## YOUR INSTRUCTIONS
Among the records below, find each line containing the word "text" and copy it.
[[ MATERIALS PROVIDED, beginning ]]
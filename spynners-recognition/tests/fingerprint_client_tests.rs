//! Fingerprint client against a local stand-in for the identify endpoint

use axum::body::Bytes;
use axum::extract::State;
use axum::http::StatusCode;
use axum::routing::post;
use axum::{Json, Router};
use serde_json::{json, Value};
use spynners_recognition::config::{FingerprintConfig, FingerprintCredentials};
use spynners_recognition::models::AudioSample;
use spynners_recognition::services::audio_format;
use spynners_recognition::services::fingerprint_client::{IdentifyOutcome, LookupScope};
use spynners_recognition::services::{FingerprintClient, FingerprintError, FingerprintService};
use std::sync::{Arc, Mutex};

type Captured = Arc<Mutex<Option<String>>>;

/// Serve `router` on an ephemeral port, returning its base URL
async fn serve(router: Router) -> String {
    let listener = tokio::net::TcpListener::bind("127.0.0.1:0").await.unwrap();
    let addr = listener.local_addr().unwrap();
    tokio::spawn(async move {
        axum::serve(listener, router).await.unwrap();
    });
    format!("http://{}", addr)
}

fn client(base_url: String) -> FingerprintClient {
    let config = FingerprintConfig {
        base_url,
        timeout_secs: 5,
        ..FingerprintConfig::default()
    };
    let credentials = FingerprintCredentials {
        access_key: "test_key".to_string(),
        access_secret: "test_secret".to_string(),
    };
    FingerprintClient::new(&config, Some(credentials)).unwrap()
}

fn wav_sample() -> AudioSample {
    let bytes = b"RIFF\x10\x00\x00\x00WAVEfmt data".to_vec();
    let detected = audio_format::detect(&bytes, "m4a");
    AudioSample::new(bytes, detected)
}

async fn capture_identify(State(captured): State<Captured>, body: Bytes) -> Json<Value> {
    *captured.lock().unwrap() = Some(String::from_utf8_lossy(&body).to_string());
    Json(json!({
        "status": {"code": 0, "msg": "Success"},
        "metadata": {
            "played_duration": 7,
            "music": [{
                "acrid": "acr-77",
                "title": "Sunrise",
                "artists": [{"name": "Kygo"}],
                "album": {"name": "Dawn"},
                "score": 88
            }]
        }
    }))
}

#[tokio::test]
async fn test_identify_submits_signed_multipart() {
    let captured: Captured = Arc::new(Mutex::new(None));
    let router = Router::new()
        .route("/v1/identify", post(capture_identify))
        .with_state(captured.clone());
    let client = client(serve(router).await);

    let outcome = client.identify(&wav_sample(), LookupScope::Standard).await.unwrap();
    let IdentifyOutcome::Recognized(candidate) = outcome else {
        panic!("expected a recognized candidate");
    };
    assert_eq!(candidate.title, "Sunrise");
    assert_eq!(candidate.fingerprint_id.as_deref(), Some("acr-77"));
    assert_eq!(candidate.play_offset_ms, Some(7_000));

    let body = captured.lock().unwrap().clone().unwrap();
    for field in [
        "access_key",
        "sample_bytes",
        "timestamp",
        "signature",
        "data_type",
        "signature_version",
    ] {
        assert!(body.contains(&format!("name=\"{}\"", field)), "missing field {}", field);
    }
    assert!(body.contains("test_key"));
    assert!(body.contains("filename=\"sample.wav\""));
    assert!(body.contains("audio/wav"));
    assert!(!body.contains("test_secret"));
}

#[tokio::test]
async fn test_non_success_status_is_unrecognized() {
    let router = Router::new().route(
        "/v1/identify",
        post(|| async { Json(json!({"status": {"code": 1001, "msg": "No result"}})) }),
    );
    let client = client(serve(router).await);

    let outcome = client.identify(&wav_sample(), LookupScope::Standard).await.unwrap();
    match outcome {
        IdentifyOutcome::Unrecognized(status) => {
            assert_eq!(status.code, 1001);
            assert_eq!(status.msg, "No result");
        }
        other => panic!("unexpected outcome: {:?}", other),
    }
}

#[tokio::test]
async fn test_http_error_is_transport_failure() {
    let router = Router::new().route(
        "/v1/identify",
        post(|| async { (StatusCode::BAD_GATEWAY, "upstream down") }),
    );
    let client = client(serve(router).await);

    let err = client.identify(&wav_sample(), LookupScope::Standard).await.unwrap_err();
    assert!(matches!(err, FingerprintError::Http(502)));
}

#[tokio::test]
async fn test_unparseable_body_is_parse_error() {
    let router = Router::new().route("/v1/identify", post(|| async { "<html>oops</html>" }));
    let client = client(serve(router).await);

    let err = client.identify(&wav_sample(), LookupScope::Standard).await.unwrap_err();
    assert!(matches!(err, FingerprintError::Parse(_)));
}
//! HTTP surface integration tests
//!
//! Drives the router with `tower::ServiceExt::oneshot` against fake
//! fingerprint/catalog collaborators and an in-memory database.

mod helpers;

use axum::body::Body;
use axum::http::{header, Request, StatusCode};
use axum::Router;
use helpers::{bearer, encode, test_app, FakeCatalog, FakeFingerprint};
use http_body_util::BodyExt;
use serde_json::{json, Value};
use tower::ServiceExt;

async fn send(app: &Router, request: Request<Body>) -> (StatusCode, Value) {
    let response = app.clone().oneshot(request).await.unwrap();
    let status = response.status();
    let bytes = response.into_body().collect().await.unwrap().to_bytes();
    let body = serde_json::from_slice(&bytes).unwrap_or(Value::Null);
    (status, body)
}

fn get(uri: &str) -> Request<Body> {
    Request::builder().uri(uri).body(Body::empty()).unwrap()
}

fn post_json(uri: &str, body: Value, authorization: Option<&str>) -> Request<Body> {
    let mut builder = Request::builder()
        .method("POST")
        .uri(uri)
        .header(header::CONTENT_TYPE, "application/json");
    if let Some(value) = authorization {
        builder = builder.header(header::AUTHORIZATION, value);
    }
    builder.body(Body::from(body.to_string())).unwrap()
}

fn recognize(text: &str) -> Request<Body> {
    post_json("/api/recognize-audio", json!({ "audio_base64": encode(text) }), None)
}

#[tokio::test]
async fn test_root_banner() {
    let app = test_app(FakeFingerprint::configured(), FakeCatalog::default()).await;
    let (status, body) = send(&app, get("/")).await;
    assert_eq!(status, StatusCode::OK);
    assert!(body["message"].as_str().unwrap().contains("SPYNNERS"));
}

#[tokio::test]
async fn test_health_reports_configuration() {
    let app = test_app(FakeFingerprint::configured(), FakeCatalog::default()).await;
    let (status, body) = send(&app, get("/api/health")).await;
    assert_eq!(status, StatusCode::OK);
    assert_eq!(body["status"], "healthy");
    assert_eq!(body["fingerprint_configured"], true);
    assert!(body.get("last_error").is_none());

    let app = test_app(FakeFingerprint::unconfigured(), FakeCatalog::default()).await;
    let (_, body) = send(&app, get("/api/health")).await;
    assert_eq!(body["fingerprint_configured"], false);
}

#[tokio::test]
async fn test_unconfigured_recognition_is_503() {
    let app = test_app(FakeFingerprint::unconfigured(), FakeCatalog::default()).await;
    let (status, body) = send(&app, recognize("Sunrise")).await;
    assert_eq!(status, StatusCode::SERVICE_UNAVAILABLE);
    assert_eq!(body["success"], false);
    assert_eq!(body["error"]["code"], "SERVICE_UNAVAILABLE");
}

#[tokio::test]
async fn test_invalid_base64_is_400() {
    let app = test_app(FakeFingerprint::configured(), FakeCatalog::default()).await;
    let request = post_json("/api/recognize-audio", json!({ "audio_base64": "%%% not audio" }), None);
    let (status, body) = send(&app, request).await;
    assert_eq!(status, StatusCode::BAD_REQUEST);
    assert_eq!(body["error"]["code"], "BAD_REQUEST");
}

#[tokio::test]
async fn test_unrecognized_is_200_with_status() {
    let app = test_app(FakeFingerprint::configured(), FakeCatalog::default()).await;
    let (status, body) = send(&app, recognize("none")).await;
    assert_eq!(status, StatusCode::OK);
    assert_eq!(body["success"], false);
    assert_eq!(body["message"], "Could not identify the track");
    assert_eq!(body["status"]["code"], 1001);
}

#[tokio::test]
async fn test_fuzzy_match_enriches_result() {
    let app = test_app(FakeFingerprint::configured(), FakeCatalog::with_sunrise()).await;
    let (status, body) = send(&app, recognize("Sunrise (Extended Mix)")).await;
    assert_eq!(status, StatusCode::OK);
    assert_eq!(body["success"], true);
    assert_eq!(body["title"], "Sunrise (Extended Mix)");
    assert_eq!(body["artist"], "Kygo");
    assert_eq!(body["is_spynners_track"], true);
    assert_eq!(body["match_source"], "fuzzy");
    assert_eq!(body["catalog_id"], "t2");
    assert_eq!(body["producer_email"], "producer@example.com");
    assert_eq!(body["cover_image"], "https://img/2.jpg");
    assert_eq!(body["play_offset_ms"], 10_000);
}

#[tokio::test]
async fn test_unmatched_title_returns_fingerprint_only_result() {
    let app = test_app(FakeFingerprint::configured(), FakeCatalog::with_sunrise()).await;
    let (status, body) = send(&app, recognize("Zzyzx")).await;
    assert_eq!(status, StatusCode::OK);
    assert_eq!(body["success"], true);
    assert_eq!(body["is_spynners_track"], false);
    assert!(body.get("catalog_id").is_none());
}

#[tokio::test]
async fn test_direct_match_uses_inline_catalog_fields() {
    let app = test_app(FakeFingerprint::configured(), FakeCatalog::with_sunrise()).await;
    let (status, body) = send(&app, recognize("direct:Catalog Song")).await;
    assert_eq!(status, StatusCode::OK);
    assert_eq!(body["match_source"], "direct");
    assert_eq!(body["catalog_id"], "track-9");
    assert_eq!(body["bpm"], 124.0);
    assert_eq!(body["producer_email"], "producer@example.com");
}

#[tokio::test]
async fn test_transport_failure_is_500_and_recorded_in_health() {
    let app = test_app(FakeFingerprint::configured(), FakeCatalog::default()).await;
    let (status, body) = send(&app, recognize("fail")).await;
    assert_eq!(status, StatusCode::INTERNAL_SERVER_ERROR);
    assert_eq!(body["error"]["code"], "RECOGNITION_FAILED");
    assert!(body["error"]["message"]
        .as_str()
        .unwrap()
        .starts_with("Recognition failed:"));

    let (_, health) = send(&app, get("/api/health")).await;
    assert!(health["last_error"].as_str().unwrap().contains("connection failed"));
}

#[tokio::test]
async fn test_history_is_keyed_by_bearer_user() {
    let app = test_app(FakeFingerprint::configured(), FakeCatalog::with_sunrise()).await;
    let auth = bearer("user-42");

    let request = post_json(
        "/api/recognize-audio",
        json!({ "audio_base64": encode("Sunrise") }),
        Some(&auth),
    );
    let (status, _) = send(&app, request).await;
    assert_eq!(status, StatusCode::OK);

    // No bearer: recognized but not stored
    send(&app, recognize("Sunrise")).await;

    let request = Request::builder()
        .uri("/api/recognition-history?limit=10")
        .header(header::AUTHORIZATION, &auth)
        .body(Body::empty())
        .unwrap();
    let (status, body) = send(&app, request).await;
    assert_eq!(status, StatusCode::OK);
    let history = body["history"].as_array().unwrap();
    assert_eq!(history.len(), 1);
    assert_eq!(history[0]["user_id"], "user-42");
    assert_eq!(history[0]["result"]["title"], "Sunrise");

    let (status, _) = send(&app, get("/api/recognition-history")).await;
    assert_eq!(status, StatusCode::UNAUTHORIZED);
}

#[tokio::test]
async fn test_offline_batch_isolates_failures() {
    let app = test_app(FakeFingerprint::configured(), FakeCatalog::with_sunrise()).await;
    let request = post_json(
        "/api/offline-sessions/process",
        json!({
            "recordings": [
                { "audio_base64": encode("Sunrise"), "timestamp": "2024-06-01T22:00:00Z" },
                { "audio_base64": encode("fail"), "timestamp": "2024-06-01T22:05:00Z" },
                { "audio_base64": "!!!", "timestamp": "2024-06-01T22:10:00Z" },
                { "audio_base64": encode("Zzyzx") },
                { "audio_base64": format!("data:audio/m4a;base64,{}", encode("Sunrise")) }
            ]
        }),
        None,
    );
    let (status, body) = send(&app, request).await;
    assert_eq!(status, StatusCode::OK);
    assert_eq!(body["success"], true);
    assert_eq!(body["total"], 5);
    assert_eq!(body["recognized_count"], 3);
    assert_eq!(body["identified_count"], 2);

    let results = body["results"].as_array().unwrap();
    assert_eq!(results[0]["success"], true);
    assert_eq!(results[0]["result"]["catalog_id"], "t2");
    assert_eq!(results[1]["success"], false);
    assert_eq!(results[1]["timestamp"], "2024-06-01T22:05:00Z");
    assert_eq!(results[2]["message"], "Invalid audio data");
    assert_eq!(results[3]["index"], 3);
    assert_eq!(results[4]["success"], true);
    assert_eq!(results[4]["result"]["catalog_id"], "t2");
}

#[tokio::test]
async fn test_offline_batch_unconfigured_is_503() {
    let app = test_app(FakeFingerprint::unconfigured(), FakeCatalog::default()).await;
    let request = post_json(
        "/api/offline-sessions/process",
        json!({ "recordings": [{ "audio_base64": encode("Sunrise") }] }),
        None,
    );
    let (status, _) = send(&app, request).await;
    assert_eq!(status, StatusCode::SERVICE_UNAVAILABLE);
}

#[tokio::test]
async fn test_convert_rejects_unsupported_format() {
    let app = test_app(FakeFingerprint::configured(), FakeCatalog::default()).await;
    let request = post_json(
        "/api/audio/convert",
        json!({ "audio_base64": encode("RIFF"), "output_format": "exe" }),
        None,
    );
    let (status, body) = send(&app, request).await;
    assert_eq!(status, StatusCode::BAD_REQUEST);
    assert_eq!(body["success"], false);
}

#[tokio::test]
async fn test_concatenate_requires_segments() {
    let app = test_app(FakeFingerprint::configured(), FakeCatalog::default()).await;
    let request = post_json(
        "/api/audio/concatenate",
        json!({ "segments": [], "output_format": "mp3" }),
        None,
    );
    let (status, _) = send(&app, request).await;
    assert_eq!(status, StatusCode::BAD_REQUEST);
}

#[cfg(unix)]
#[tokio::test]
async fn test_convert_tool_failure_is_structured() {
    use spynners_recognition::config::TranscoderConfig;

    let transcoder = TranscoderConfig {
        tool_path: "false".into(),
        ..TranscoderConfig::default()
    };
    let app = helpers::test_app_with(FakeFingerprint::configured(), FakeCatalog::default(), transcoder).await;
    let request = post_json(
        "/api/audio/convert",
        json!({ "audio_base64": encode("RIFF0000WAVE"), "output_format": "mp3" }),
        None,
    );
    let (status, body) = send(&app, request).await;
    assert_eq!(status, StatusCode::OK);
    assert_eq!(body["success"], false);
    assert!(body["message"].as_str().is_some());
}

#[cfg(unix)]
#[tokio::test]
async fn test_convert_missing_tool_is_500() {
    use spynners_recognition::config::TranscoderConfig;

    let transcoder = TranscoderConfig {
        tool_path: "/nonexistent/ffmpeg".into(),
        ..TranscoderConfig::default()
    };
    let app = helpers::test_app_with(FakeFingerprint::configured(), FakeCatalog::default(), transcoder).await;
    let request = post_json(
        "/api/audio/convert",
        json!({ "audio_base64": encode("RIFF0000WAVE"), "output_format": "mp3" }),
        None,
    );
    let (status, _) = send(&app, request).await;
    assert_eq!(status, StatusCode::INTERNAL_SERVER_ERROR);
}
[[ MATERIALS PROVIDED, end ]]
## SOLVED EXERCISE
fn recognize(text: &str) -> Request<Body> {
    post_json("/api/recognize-audio", json!({ "audio_base64": encode(text) }), None)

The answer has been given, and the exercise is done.